Open KriyenKP opened 1 year ago

KriyenKP commented 1 year ago

I'm currently unable to get the system up and running on cloud due to NAT issues when building my own version of Neko. When I deploy using IPFETCH or similar onto a container, the resulting IP does not match the IP on the box. There seems to be an external IP assigned by the DNS of our cloud host and an another address being assigned to the container itself.

azure ip display:

image

container ip display inside shell:

image

What makes the least sense to me is that when I deploy the version that is on dockerhub, that is built from this repo, it works fine. But when I build the system from my local machine with edits I require, it doesn't. I'm under the impression I have incorrect settings in my .env file. Would you be able to share yours or point me in the right direction?

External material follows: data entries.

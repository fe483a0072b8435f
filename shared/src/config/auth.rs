//! JWT signing configuration

use config::ConfigError;
use serde::{Deserialize, Serialize};

/// JWT signing configuration
///
/// Both fields are required. They are read once at startup and never
/// mutated afterwards.
#[derive(Clone, Deserialize, Serialize)]
pub struct JwtConfig {
    /// JWT issuer claim (`iss`)
    pub issuer: String,

    /// Shared secret for HS256 signing
    pub secret_key: String,
}

impl JwtConfig {
    /// Create a new JWT configuration
    pub fn new(issuer: impl Into<String>, secret_key: impl Into<String>) -> Self {
        Self {
            issuer: issuer.into(),
            secret_key: secret_key.into(),
        }
    }

    /// Reject a blank issuer or secret key
    pub fn validate(&self) -> Result<(), ConfigError> {
        if self.issuer.trim().is_empty() {
            return Err(ConfigError::Message("jwt.issuer must not be empty".to_string()));
        }
        if self.secret_key.is_empty() {
            return Err(ConfigError::Message("jwt.secret_key must not be empty".to_string()));
        }
        Ok(())
    }
}

// The secret must never end up in logs.
impl std::fmt::Debug for JwtConfig {
    fn fmt(&self, f: &mut std::fmt::Formatter<'_>) -> std::fmt::Result {
        f.debug_struct("JwtConfig")
            .field("issuer", &self.issuer)
            .field("secret_key", &"<redacted>")
            .finish()
    }
}
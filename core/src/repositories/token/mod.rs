pub mod r#trait {
    pub use super::trait_::*;
}
#[path = "trait.rs"]
mod trait_;
pub mod mock;

pub use r#trait::RefreshTokenRepository;
pub use mock::MockRefreshTokenRepository;
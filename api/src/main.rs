use std::sync::Arc;

use actix_web::{web, HttpServer};
use anyhow::Context;
use tracing_subscriber::EnvFilter;

use blog_api::app::create_app;
use blog_api::routes::AppState;
use blog_core::services::{AuthServiceConfig, SigningConfig, TokenCodec};
use blog_infra::database::{
    DatabasePool, MySqlArticleRepository, MySqlRefreshTokenRepository, MySqlUserRepository,
};
use blog_shared::config::{AppConfig, LogFormat, LoggingConfig};

/// Install the global subscriber; `RUST_LOG` overrides `logging.level`
fn init_tracing(logging: &LoggingConfig) {
    let filter = EnvFilter::try_from_default_env()
        .unwrap_or_else(|_| EnvFilter::new(&logging.level));

    let builder = tracing_subscriber::fmt().with_env_filter(filter);
    match logging.format {
        LogFormat::Json => builder.json().init(),
        LogFormat::Pretty => builder.pretty().init(),
        LogFormat::Compact => builder.compact().init(),
    }
}

#[actix_web::main]
async fn main() -> anyhow::Result<()> {
    dotenvy::dotenv().ok();

    let config = AppConfig::load().context("Failed to load configuration")?;
    init_tracing(&config.logging);

    tracing::info!(environment = %config.environment, "Starting blog API server");

    let pool = DatabasePool::new(config.database.clone())
        .await
        .context("Failed to connect to the database")?;
    tracing::info!(pool = %pool.get_statistics(), "Database pool ready");

    let users = Arc::new(MySqlUserRepository::new(pool.get_pool().clone()));
    let refresh_tokens = Arc::new(MySqlRefreshTokenRepository::new(pool.get_pool().clone()));
    let articles = Arc::new(MySqlArticleRepository::new(pool.get_pool().clone()));
    let codec = TokenCodec::new(SigningConfig::from(&config.jwt));

    let state = web::Data::new(AppState::new(
        users,
        refresh_tokens,
        articles,
        codec,
        AuthServiceConfig::default(),
    ));

    let environment = config.environment;
    let bind_address = config.server.bind_address();
    tracing::info!(address = %bind_address, "Binding HTTP server");

    let mut server = HttpServer::new(move || create_app(state.clone(), environment))
        .keep_alive(config.server.keep_alive())
        .shutdown_timeout(config.server.shutdown_timeout_secs);
    if config.server.workers > 0 {
        server = server.workers(config.server.workers);
    }

    server
        .bind(&bind_address)
        .with_context(|| format!("Failed to bind {}", bind_address))?
        .run()
        .await?;

    pool.close().await;
    Ok(())
}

.env file ########################################################################### image

docker-compose-yaml ############################################################################

image

m1k1o commented 1 year ago

That .env file is only used for running development containers. It does not really affect final image or docker-compose file.

That behavior is weird, could you ensure that your docker images are up-to-date? You could run neko --version in your built container and the one from dockerhub to see what go version was used. If its different, maybe you have cached older image. Try removing golang image or just running docker system prune -a what removes all unused docker resources (notice also stopped containers).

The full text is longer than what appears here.